Oltre a chiaccherare, i bengalesi amano anche festeggiare. Che sia un’occasione religiosa – e ce ne sono tante tra musulmane, induiste, cristiane e buddiste – o laica, che si commemori l’inizio o la fine della guerra di indipendenza, insomma ogni occasione, felice o triste, è buona per uscire, darsi appuntamento all’universita’ di Dhaka, il centro di ogni manifestazione cittadina e specchio degli umori dell’intera città, per ballare, cantare, fare adda, andare ai concerti all’aperto.

 

 

Ma la cosa più bella di queste feste, soprattutto dal punto di vista di uno straniero o shada murghi (pollo bianco) che i bengalesi carinamente hanno affibiato a quelli come me, è che per ogni occasione esiste un codice di abbigliamento che per tradizione si deve rispettare: ovvero ogni celebrazione corrisponde ad un colore e di quel colore dovrà essere il vestito che si indosserà: sari per le donne e Panjabi per gli uomini.

 

 

 

E’ una tradizione bellissima e democratica perchè tutti la possono osservare, ricchi e poveri, giovani e vecchi. Esci di casa e noti che la città si è svegliata con una nuova luce. Vai a portare le bimbe a scuola e il personale, dalla preside, alle maestre e alle inservienti, sono vestite di quel colore; vai in banca e gli impiegati sono tutti colorati; cosi come le commesse del supermecato e i rickshawallah.

Le occasioni come queste sono quattro in un anno.

Cominciamo dalla prima, appena trascorsa.

Il 13 febbraio abbiamo festeggiato Pohela Falgun ovvero il primo (pohela) giorno del mese di falgun che segna l’inizio della primavera (boshonto). I colori, o meglio la combinazione di colori, per questo giorno è il giallo, l’arancione e il verde chiaro. Sono colori vivaci, solari, allegri per dare addio all’inverno e il benvenuto alla bella stagione. Sono i colori dei fiori che sbocciano in questo periodo.

 

La seconda in ordine cronologico cade il 21 febbraio, quando si celebra non solo qui in Bangladesh ma in tutto il mondo, il giorno della madrelingua dopo che l’UNESCO riconobbe nel 1999 la lotta del popolo Bengalese per ottenere il diritto di parlare in Bengali e non l’urdu come invece era stato loro imposto dal Pachistan, di cui facevano ancora parte.

 

 

Era il 21 febbraio 1952 quando la situazione si fece incandescente e ci furono i primi scontri con la polizia durante i quali morirono alcuni studenti dell’universita’ di Dhaka. Nel luogo dove sono morti è stato eretto un monumento (Shaheed minar) che è diventato il simbolo della lotta per avere il diritto di parlare nella propria madrelingua. I colori da indossare sono il bianco e il nero.
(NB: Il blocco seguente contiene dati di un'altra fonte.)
//! The seam between the trim engine and whatever reads and writes PE files.
//!
//! The engine never touches raw bytes. A [`MetadataHost`] loads a binary into the owned
//! [`Assembly`] graph, writes a trimmed graph back, and resolves type references that point
//! outside the assembly being trimmed.
//!
//! [`MemoryHost`] keeps everything in memory. It backs the test-suite and is useful for tools
//! that already hold metadata graphs produced elsewhere.

use std::{
    collections::HashMap,
    path::{Path, PathBuf},
};

use crate::{
    metadata::{
        assembly::Assembly,
        signatures::TypeRef,
        typedef::TypeDef,
    },
    Error, Result,
};

/// Debug symbols accompanying a binary.
///
/// The engine carries symbols from the loaded unit to the written one without inspecting them.
#[derive(Debug, Clone, PartialEq, Eq)]
pub struct DebugSymbols {
    /// Raw symbol file contents
    pub data: Vec<u8>,
}

/// A binary loaded by a [`MetadataHost`]: the assembly graph and its optional debug symbols.
#[derive(Debug, Clone, PartialEq)]
pub struct LoadedUnit {
    /// The metadata graph
    pub assembly: Assembly,
    /// Debug symbols found next to the binary
    pub debug_symbols: Option<DebugSymbols>,
}

impl LoadedUnit {
    /// A unit without debug symbols
    #[must_use]
    pub fn new(assembly: Assembly) -> Self {
        LoadedUnit {
            assembly,
            debug_symbols: None,
        }
    }
}

/// Loads, writes and resolves assemblies on behalf of the trim engine.
pub trait MetadataHost {
    /// Load the binary at `path`, together with debug symbols next to it if present.
    ///
    /// # Arguments
    /// * `path` - Path of the input binary.
    ///
    /// # Errors
    /// Returns [`Error::AssemblyLoad`] if the file is missing or does not contain a CLR assembly.
    fn load_unit(&mut self, path: &Path) -> Result<LoadedUnit>;

    /// Serialize `unit` to `path`, writing debug symbols next to it if the unit carries any.
    ///
    /// # Arguments
    /// * `unit` - The trimmed unit.
    /// * `path` - Path of the output binary.
    ///
    /// # Errors
    /// Returns an error if the output cannot be written.
    fn write_unit(&mut self, unit: &LoadedUnit, path: &Path) -> Result<()>;

    /// Resolve a type reference to its definition.
    ///
    /// Returns `None` if the defining assembly is unknown to the host or does not define the
    /// type. The engine treats unresolved types as opaque.
    fn resolve_type(&self, type_ref: &TypeRef) -> Option<TypeDef>;

    /// Simple name of the core library (`mscorlib`, `System.Private.CoreLib`, ...)
    fn core_assembly_name(&self) -> &str;

    /// Find a type in the core library by its simple name, searching nested types too.
    fn find_core_type(&self, name: &str) -> Option<TypeRef>;
}

/// A [`MetadataHost`] backed by in-memory maps.
///
/// Inputs are registered per path with [`MemoryHost::add_unit`]; loading returns a copy and
/// keeps the original, so types of already processed assemblies remain resolvable. Outputs are
/// collected per path and can be inspected with [`MemoryHost::written`]. Reference assemblies
/// that are resolvable but never trimmed are registered with [`MemoryHost::add_reference`].
///
/// # Examples
///
/// ```rust
/// use dottrim::metadata::{Assembly, AssemblyIdentity, AssemblyVersion, LoadedUnit, MemoryHost, MetadataHost};
/// use std::path::Path;
///
/// let mut host = MemoryHost::new();
/// let assembly = Assembly::new(AssemblyIdentity::new("Contoso", AssemblyVersion::new(1, 0, 0, 0)));
/// host.add_unit("in/Contoso.dll", LoadedUnit::new(assembly));
///
/// let unit = host.load_unit(Path::new("in/Contoso.dll"))?;
/// host.write_unit(&unit, Path::new("out/Contoso.dll"))?;
/// assert!(host.written(Path::new("out/Contoso.dll")).is_some());
/// # Ok::<(), dottrim::Error>(())
/// ```
#[derive(Debug, Clone)]
pub struct MemoryHost {
    core_assembly: String,
    inputs: HashMap<PathBuf, LoadedUnit>,
    references: HashMap<String, Assembly>,
    outputs: HashMap<PathBuf, LoadedUnit>,
}

impl Default for MemoryHost {
    fn default() -> Self {
        Self::new()
    }
}

impl MemoryHost {
    /// An empty host whose core library is `mscorlib`
    #[must_use]
    pub fn new() -> Self {
        Self::with_core_assembly("mscorlib")
    }

    /// An empty host with the given core library name
    pub fn with_core_assembly(name: impl Into<String>) -> Self {
        MemoryHost {
            core_assembly: name.into(),
            inputs: HashMap::new(),
            references: HashMap::new(),
            outputs: HashMap::new(),
        }
    }

    /// Register an input binary at `path`
    pub fn add_unit(&mut self, path: impl Into<PathBuf>, unit: LoadedUnit) {
        self.inputs.insert(path.into(), unit);
    }

    /// Register a reference assembly, resolvable by name but never loaded as input
    pub fn add_reference(&mut self, assembly: Assembly) {
        self.references.insert(assembly.identity.name.clone(), assembly);
    }

    /// The unit written to `path`, if any
    #[must_use]
    pub fn written(&self, path: &Path) -> Option<&LoadedUnit> {
        self.outputs.get(path)
    }

    /// Number of units written so far
    #[must_use]
    pub fn written_count(&self) -> usize {
        self.outputs.len()
    }

    fn assembly_named(&self, name: &str) -> Option<&Assembly> {
        self.references.get(name).or_else(|| {
            self.inputs
                .values()
                .map(|unit| &unit.assembly)
                .find(|assembly| assembly.identity.name == name)
        })
    }
}

impl MetadataHost for MemoryHost {
    fn load_unit(&mut self, path: &Path) -> Result<LoadedUnit> {
        match self.inputs.get(path) {
            Some(unit) => Ok(unit.clone()),
            None => Err(Error::AssemblyLoad {
                assembly: path.display().to_string(),
                message: "is not a PE file containing a CLR module or assembly".to_string(),
            }),
        }
    }

    fn write_unit(&mut self, unit: &LoadedUnit, path: &Path) -> Result<()> {
        self.outputs.insert(path.to_path_buf(), unit.clone());
        Ok(())
    }

    fn resolve_type(&self, type_ref: &TypeRef) -> Option<TypeDef> {
        self.assembly_named(&type_ref.assembly)?
            .module
            .find_type(type_ref)
            .cloned()
    }

    fn core_assembly_name(&self) -> &str {
        &self.core_assembly
    }

    fn find_core_type(&self, name: &str) -> Option<TypeRef> {
        fn search(type_def: &TypeDef, type_ref: TypeRef, name: &str) -> Option<TypeRef> {
            if type_def.name == name {
                return Some(type_ref);
            }

            type_def
                .nested_types
                .iter()
                .find_map(|nested| search(nested, type_ref.nested(nested.name.clone()), name))
        }

        let core = self.assembly_named(&self.core_assembly)?;
        core.module.types.iter().find_map(|type_def| {
            search(
                type_def,
                type_def.type_ref(&core.identity.name, None),
                name,
            )
        })
    }
}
Da febbraio passiamo con un balzo al 14 aprile, il primo giorno del mese di boishak che segna l’inizio dell’anno secondo il calendario Bengalese. Come per il 21 febbraio, i festeggiamenti per il capodanno sono concentrati soprattutto all’interno del campus dell’università di Dhaka dove si svolge anche una bellissima e coloratissima sfilata di maschere tradizionali chiamata Mangal Shobhajatra, organizzata dagli studenti dell’Accademia di Belle Arti e riconosciuta nel 2016 come patrimonio culturale dell’umanità da parte dell’UNESCO.

 

Ah, dimenticavo i colori di questa festa sono il bianco e il rosso.

Per il 16 dicembre invece è bene procurarsi un sari rosso e verde, i colori della bandiera del Bangladesh, perchè in questo giorno si festeggia la vittoria della guerra contro il Pachistan, scoppiata il 26 marzo, e l’inizio del Bangladesh indipendente. Il senso patriottico è molto forte in questo paese; i bengalesi sono molto sentimentali ed emotivi, i ricordi della guerra, in cui morirono 3 milioni di bengalesi, ancora freschi e dolorosi.